I've been curious to hear Sternberg's trios, though I've only seen the scores of #s 2 and 3 - don't know if no.1 even survives, does it? - but it'll be good to hear one of the two I have seen :)

Alan Howe

This is the final release in Naxos' History of the Russian Piano Trio - and it's by far the most adventurous.

Vladimir Dyck, born in Odessa, studied with Widor at the Paris Conservatoire and eventually took French citizenship in the year he wrote his Piano Trio. Tragically in 1943 he was arrested with his family and transported to Auschwitz where he died.

His Piano Trio (31:29) is markedly Russian in character, varied in mood and choc full of melody, sentiment and drama.
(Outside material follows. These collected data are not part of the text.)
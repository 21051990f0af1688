pub trait U32Ext
where
    Self: Sized,
{
    fn from_bytes(bytes: [u32; 4]) -> Self;
    fn to_bytes(self) -> [u32; 4];
    fn from_halves(halves: [u32; 2]) -> Self;
    fn to_halves(self) -> [u32; 2];
}

impl U32Ext for u32 {
    fn from_bytes([a, b, c, d]: [u32; 4]) -> Self {
        (a & 0xff) | ((b & 0xff) << 8) | ((c & 0xff) << 16) | ((d & 0xff) << 24)
    }

    fn to_bytes(self) -> [u32; 4] {
        [
            self & 0xff,
            (self >> 8) & 0xff,
            (self >> 16) & 0xff,
            (self >> 24) & 0xff,
        ]
    }

    fn from_halves([lo, hi]: [u32; 2]) -> Self {
        (lo & 0xffff) | ((hi & 0xffff) << 16)
    }

    fn to_halves(self) -> [u32; 2] {
        [self & 0xffff, self >> 16]
    }
}

#[cfg(test)]
mod tests {
    use super::*;

    #[test]
    fn bytes() {
        assert_eq!(0xcafebabe, u32::from_bytes(u32::to_bytes(0xcafebabe)));
        assert_eq!([0xbe, 0xba, 0xfe, 0xca], 0xcafebabe_u32.to_bytes());
    }

    #[test]
    fn halves() {
        assert_eq!([0xbabe, 0xcafe], 0xcafebabe_u32.to_halves());
        assert_eq!(0xcafebabe, u32::from_halves([0xbabe, 0xcafe]));
    }
}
An incredibly beautiful work, in other words. The slow movement is a stunner!

Mark Thomas

I've just downloaded the recording, but haven't listened to it yet. Thanks for the preview Alan, it sounds very promising.

semloh

Thank you for bringing our attention to this, Sharkkb8.
From what you say, Alan, it sounds like this volume is a 'must buy' for me, and I am wondering if it is actually worth buying the whole set. Better check the reviews...

Sharkkb8


Christopher

Quote from: Alan Howe on Sunday 11 July 2021, 21:14
This is the final release in Naxos' History of the Russian Piano Trio - and it's by far the most adventurous.

Vladimir Dyck, born in Odessa, studied with Widor at the Paris Conservatoire and eventually took French citizenship in the year he wrote his Piano Trio. Tragically in 1943 he was arrested with his family and transported to Auschwitz where he died.

His Piano Trio (31:29) is markedly Russian in character, varied in mood and choc full of melody, sentiment and drama. An incredibly beautiful work, in other words. The slow movement is a stunner!

It's quite hard researching the Ukrainian-Jewish Dyck but here's a few pages on him which I found in English and French:

http://www.musimem.com/dyck.htm
https://www.tobias-broeker.de/rare-manuscripts/a-f/dyck-vladimir/ (includes scores of his symphonies)
https://defr.abcdef.wiki/wiki/Vladimir_Dyck

eschiss1

Dyck's trio is in score & parts on IMSLP, btw, and there is a brief Wikipedia article in French here. (1910 is the probably-first publication date, of course- I see no evidence that composition date is known. At least from the score and parts available to me (from IMSLP and originally Sibley Library...; it's wholly possible that the program note writers have access to the autogiraffe...)

Mr. Broeker has typeset another work by Mr. Dyck, I see ("Symphonie pour 10 instruments a vent op.36 (1910)") (and two other typesets are listed in Worldcat - of Dyck by Broeker- including a reduction of a symphony.)